The Organisation for Economic Co-operation and Development (OECD) is recommending to governments of its member countries to encourage older workers to keep on working in order to make the pension systems more affordable.

In a report by the OECD entitled "Pensions in France and Abroad: Seven Key Indicators", the organisation stated that the cost of public pension systems keeps rising. In 2007, public spending on pensions accounted for 10 percent of Gross Domestic Product (GDP) in the European Union. By 2060 that figure will rise to 12.5 percent.

The OECD, therefore, advised that "Making it possible for older workers to keep on working is key to making pension systems more affordable. In Sweden and Switzerland seven out of 10 people aged over 50 work. In France the figure is one in two."

While explaining that the populations across the OECD countries are ageing, the organisation pointed out that in the 1950s there were around seven workers on average for every retiree in OECD countries. By 2010 this ratio had fallen to four to one. And by 2040, the ratio will be only 2.2 to 1.

Although the average legal age of retirement is between 63 and 64 in the OECD countries, the actual average age at which people stop working varies widely. In France, for example, most people stop working before they are 60.

 

On the amount of time people spend in retirement, the organisation informed that this varies widely between countries. The OECD average is just over 18 for men and just under 23 for women. French people have the longest retirement: 28 years for women and 24 for men.


When those starting work now retire, the pension benefits they will receive compared to when they were working will vary widely: low-earners on average will get around 70 percent of their earnings. In Germany and Japan they will get less than half of their previous earnings. Average earners will get around 60 percent of their previous salaries in most OECD countries. In the UK, they will get only 30 percent.

In most OECD countries, public pensions make up around 60 percent of people's retirement income.

In a related development, Italian pension schemes are increasingly reviewing their asset allocation and looking to offer lifestyling arrangements to their members in the wake of the losses incurred during the crisis, Towers Watson managing consultant for Italy Fabio Carniol said.

Speaking at the conference Salone della Gestione del Risparmio held in Milan, Italy, he added these two concerns were already clear priorities for the pension funds for employees of Italian banks, while for the other second pillar schemes they were becoming more and more important.

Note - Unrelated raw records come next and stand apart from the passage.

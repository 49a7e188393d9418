//! Insects: mobile agents with heritable traits.
//!
//! The pure life-cycle rules live here (feeding, survival judgment,
//! availability, movement probability) together with the genetics used when
//! two insects reproduce: masked trait crossover and rare single-trait
//! Gaussian mutation. Placement, partner search and relocation are driven by
//! the world, which owns the arenas and the RNG.

use crate::config::InsectConfig;
use crate::CellId;
use rand::Rng;
use rand_distr::{Distribution, Normal};
use serde::{Deserialize, Serialize};
use uuid::Uuid;
use verdant_data::{Genome, InsectSpec, Sex};

/// Number of heritable traits in a [`Genome`].
pub const GENE_COUNT: usize = 6;

/// Consecutive meals after which feeding starts restoring health.
const HEAL_STREAK: u32 = 3;

/// Why an insect died, for logging.
#[derive(Debug, Clone, Copy, PartialEq, Eq)]
pub enum DeathCause {
    Starvation,
    Pesticide,
    OldAge,
}

impl DeathCause {
    #[must_use]
    pub fn as_str(&self) -> &'static str {
        match self {
            DeathCause::Starvation => "starvation",
            DeathCause::Pesticide => "pesticide",
            DeathCause::OldAge => "old_age",
        }
    }
}

/// A mobile agent living on one cell at a time.
///
/// `since_reproduction` and `since_meal` use `u32::MAX` as "never": founders
/// have neither reproduced nor eaten, and saturating increments keep the
/// sentinel stable - exactly the semantics of an infinite counter.
#[derive(Debug, Clone, PartialEq, Serialize, Deserialize)]
pub struct Insect {
    id: Uuid,
    species: String,
    sex: Sex,
    genome: Genome,
    // Mutable state
    health: u32,
    age: u32,
    maturity: u32,
    since_reproduction: u32,
    since_meal: u32,
    meal_streak: u32,
    cell: CellId,
}

impl Insect {
    /// An adult insect as described by a scenario: full health, immediately
    /// mature.
    pub fn adult(spec: &InsectSpec, id: Uuid, cell: CellId) -> anyhow::Result<Self> {
        spec.validate()?;
        Ok(Self {
            id,
            species: spec.species.clone(),
            sex: spec.sex,
            genome: spec.genome,
            health: spec.genome.max_health,
            age: 0,
            maturity: 0,
            since_reproduction: u32::MAX,
            since_meal: u32::MAX,
            meal_streak: 0,
            cell,
        })
    }

    /// A newborn from reproduction: reduced starting health and a maturity
    /// threshold of twice its own reproduction cooldown.
    #[must_use]
    pub fn newborn(
        species: String,
        sex: Sex,
        genome: Genome,
        id: Uuid,
        cell: CellId,
        child_health_fraction: f64,
    ) -> Self {
        let health = (f64::from(genome.max_health) * child_health_fraction)
            .round()
            .max(1.0) as u32;
        Self {
            id,
            species,
            sex,
            genome,
            health,
            age: 0,
            maturity: genome.reproduction_cooldown.saturating_mul(2),
            since_reproduction: u32::MAX,
            since_meal: u32::MAX,
            meal_streak: 0,
            cell,
        }
    }

    #[must_use]
    pub fn id(&self) -> Uuid {
        self.id
    }

    #[must_use]
    pub fn species(&self) -> &str {
        &self.species
    }

    #[must_use]
    pub fn sex(&self) -> Sex {
        self.sex
    }

    #[must_use]
    pub fn genome(&self) -> &Genome {
        &self.genome
    }

    #[must_use]
    pub fn health(&self) -> u32 {
        self.health
    }

    #[must_use]
    pub fn age(&self) -> u32 {
        self.age
    }

    #[must_use]
    pub fn maturity(&self) -> u32 {
        self.maturity
    }

    #[must_use]
    pub fn since_meal(&self) -> u32 {
        self.since_meal
    }

    #[must_use]
    pub fn cell(&self) -> CellId {
        self.cell
    }

    pub(crate) fn set_cell(&mut self, cell: CellId) {
        self.cell = cell;
    }

    /// Soil-phase bookkeeping: one tick of age.
    pub fn tick_age(&mut self) {
        self.age = self.age.saturating_add(1);
    }

    /// Bumps the reproduction counter; runs at the head of every
    /// reproduction step, available or not.
    pub fn tick_reproduction(&mut self) {
        self.since_reproduction = self.since_reproduction.saturating_add(1);
    }

    pub fn reset_reproduction(&mut self) {
        self.since_reproduction = 0;
    }

    /// Whether the insect can reproduce: cooldown elapsed, mature, and fed
    /// recently enough.
    #[must_use]
    pub fn is_available(&self, hunger_threshold: u32) -> bool {
        self.since_reproduction > self.genome.reproduction_cooldown
            && self.age >= self.maturity
            && self.since_meal < hunger_threshold
    }

    /// One feeding step. With a plant on the cell the insect eats, and a
    /// streak of three meals starts restoring one health per tick (capped).
    /// Without one it starves: the streak breaks and one health is lost
    /// (floored at zero).
    pub fn feed(&mut self, plants_present: bool) -> bool {
        if plants_present {
            self.since_meal = 0;
            self.meal_streak += 1;
            if self.meal_streak >= HEAL_STREAK {
                self.health = (self.health + 1).min(self.genome.max_health);
            }
            true
        } else {
            self.since_meal = self.since_meal.saturating_add(1);
            self.meal_streak = 0;
            self.health = self.health.saturating_sub(1);
            false
        }
    }

    /// Judges survival this tick. Death comes from exhausted health, from a
    /// failed resistance draw while pesticide is active on the cell, or from
    /// outliving the genome's lifespan.
    pub fn judge_survival<R: Rng>(
        &self,
        pesticide_active: bool,
        rng: &mut R,
    ) -> Option<DeathCause> {
        if self.health == 0 {
            return Some(DeathCause::Starvation);
        }
        if pesticide_active && rng.gen::<f64>() > self.genome.resistance {
            return Some(DeathCause::Pesticide);
        }
        if self.age > self.genome.lifespan {
            return Some(DeathCause::OldAge);
        }
        None
    }

    /// Effective movement probability: base mobility, doubled when starving,
    /// halved when health is low.
    #[must_use]
    pub fn movement_probability(&self, config: &InsectConfig) -> f64 {
        let mut probability = self.genome.mobility;
        if self.since_meal >= config.hunger_threshold {
            probability *= 2.0;
        }
        if f64::from(self.health) < f64::from(self.genome.max_health) * config.low_health_fraction
        {
            probability /= 2.0;
        }
        probability
    }
}

/// Trait values flattened for crossover, in a fixed order.
fn gene_values(genome: &Genome) -> [f64; GENE_COUNT] {
    [
        f64::from(genome.max_health),
        f64::from(genome.lifespan),
        genome.mobility,
        genome.resistance,
        f64::from(genome.reproduction_cooldown),
        f64::from(genome.max_litter),
    ]
}

/// Clamps flattened trait values back into their domains and rebuilds the
/// genome. Integer traits are rounded.
fn genome_from_values(genes: [f64; GENE_COUNT]) -> Genome {
    Genome {
        max_health: genes[0].round().max(1.0) as u32,
        lifespan: genes[1].round().max(1.0) as u32,
        mobility: genes[2].clamp(0.0, 1.0),
        resistance: genes[3].clamp(0.0, 1.0),
        reproduction_cooldown: genes[4].round().max(0.0) as u32,
        max_litter: genes[5].round().max(0.0) as u32,
    }
}

/// Builds one offspring genome from two parents.
///
/// Each trait is drawn from one parent according to a random assignment
/// vector that is rerolled until it takes at least one trait from each
/// parent. With probability `mutation_rate` exactly one trait is then
/// perturbed by a Gaussian centered on its value, and every trait is clamped
/// back into its domain.
pub fn crossover<R: Rng>(
    a: &Genome,
    b: &Genome,
    config: &InsectConfig,
    rng: &mut R,
) -> Genome {
    let genes_a = gene_values(a);
    let genes_b = gene_values(b);

    let mut mask = [false; GENE_COUNT];
    loop {
        for slot in &mut mask {
            *slot = rng.gen();
        }
        if mask.iter().any(|&m| m) && !mask.iter().all(|&m| m) {
            break;
        }
    }

    let mut genes = [0.0; GENE_COUNT];
    for i in 0..GENE_COUNT {
        genes[i] = if mask[i] { genes_b[i] } else { genes_a[i] };
    }

    if rng.gen::<f64>() < config.mutation_rate {
        let slot = rng.gen_range(0..GENE_COUNT);
        if let Ok(normal) = Normal::new(genes[slot], config.mutation_sigma) {
            genes[slot] = normal.sample(rng);
        }
    }

    genome_from_values(genes)
}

He also said first pillar schemes (Casse di previdenza) were lately looking to implement risk control systems as well as acting on their governance mechanisms in order to improve schemes' oversight on investments and risks.

 

In a session focused on the Italian pension system, he noted the number of companies offering a pension as part of the benefits' package was growing. However, Towers Watson data show Italian employees are less satisfied with their companies' benefits than their European peers. Carniol said a survey on companies with over 1,000 employees found only 33 percent of Italian respondents were satisfied with companies' benefits, while in Europe the same data stood at 45 percent.

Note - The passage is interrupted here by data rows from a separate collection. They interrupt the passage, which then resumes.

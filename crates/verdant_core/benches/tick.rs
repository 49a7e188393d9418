use criterion::{black_box, criterion_group, criterion_main, Criterion};
use verdant_core::spatial::GridIndex;
use verdant_core::{SimConfig, World};
use verdant_data::{Genome, InsectSpec, PlantSpec, Sex};

fn plant_spec() -> PlantSpec {
    PlantSpec {
        species: "tomato".into(),
        maturation_age: 5,
        max_harvests: 20,
        harvest_growth: 6,
        humidity_min: 0.1,
        humidity_max: 0.9,
        footprint: 0.3,
        colonization: Some(0.1),
    }
}

fn insect_spec(i: usize) -> InsectSpec {
    InsectSpec {
        species: "aphid".into(),
        sex: if i % 2 == 0 { Sex::Male } else { Sex::Female },
        genome: Genome {
            max_health: 20,
            lifespan: 200,
            mobility: 0.3,
            resistance: 0.5,
            reproduction_cooldown: 5,
            max_litter: 2,
        },
    }
}

fn populated_world() -> World {
    let mut world = World::empty(32, 32, u64::MAX, 42, SimConfig::default()).unwrap();
    let index = GridIndex::new(32, 32);
    for i in 0..256 {
        let cell = index.id_at((i % 16) as u16 * 2, (i / 16) as u16 * 2);
        world.spawn_plant(cell, &plant_spec()).unwrap();
        world.spawn_insect(cell, &insect_spec(i)).unwrap();
    }
    world
}

fn bench_tick_populated(c: &mut Criterion) {
    c.bench_function("tick_32x32_512_entities", |b| {
        let mut world = populated_world();
        b.iter(|| {
            world.tick().unwrap();
            black_box(world.current_tick())
        })
    });
}

fn bench_tick_empty(c: &mut Criterion) {
    c.bench_function("tick_32x32_bare_soil", |b| {
        let mut world = World::empty(32, 32, u64::MAX, 42, SimConfig::default()).unwrap();
        b.iter(|| {
            world.tick().unwrap();
            black_box(world.current_tick())
        })
    });
}

fn bench_neighbors_radius(c: &mut Criterion) {
    let world = World::empty(64, 64, 1, 42, SimConfig::default()).unwrap();
    let origin = GridIndex::new(64, 64).id_at(32, 32);

    c.bench_function("neighbors_radius_8", |b| {
        b.iter(|| black_box(world.neighbors(origin, 8).unwrap().len()))
    });
}

criterion_group!(
    benches,
    bench_tick_populated,
    bench_tick_empty,
    bench_neighbors_radius
);
criterion_main!(benches);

Speaking at a different session, UBI Pramerica, head of institutional sales Maria Grazia Sonzogni said pension funds and institutional investors would benefit in the current market environment from a stock picking approach which privilege high dividend equities.

She said: "In times of market volatility, such as ours, we consider dividend as a safety net when there are negative market rebounds."

However, she said not all high dividend companies were necessarily a good pick. She explained: "For us, sustainable dividend, which is what investors need look for, equals to financial discipline. We invest in companies which will pay a dividend but which have good cash flows, are not too indebted and which operate in sectors broadly uncorrelated to the markets."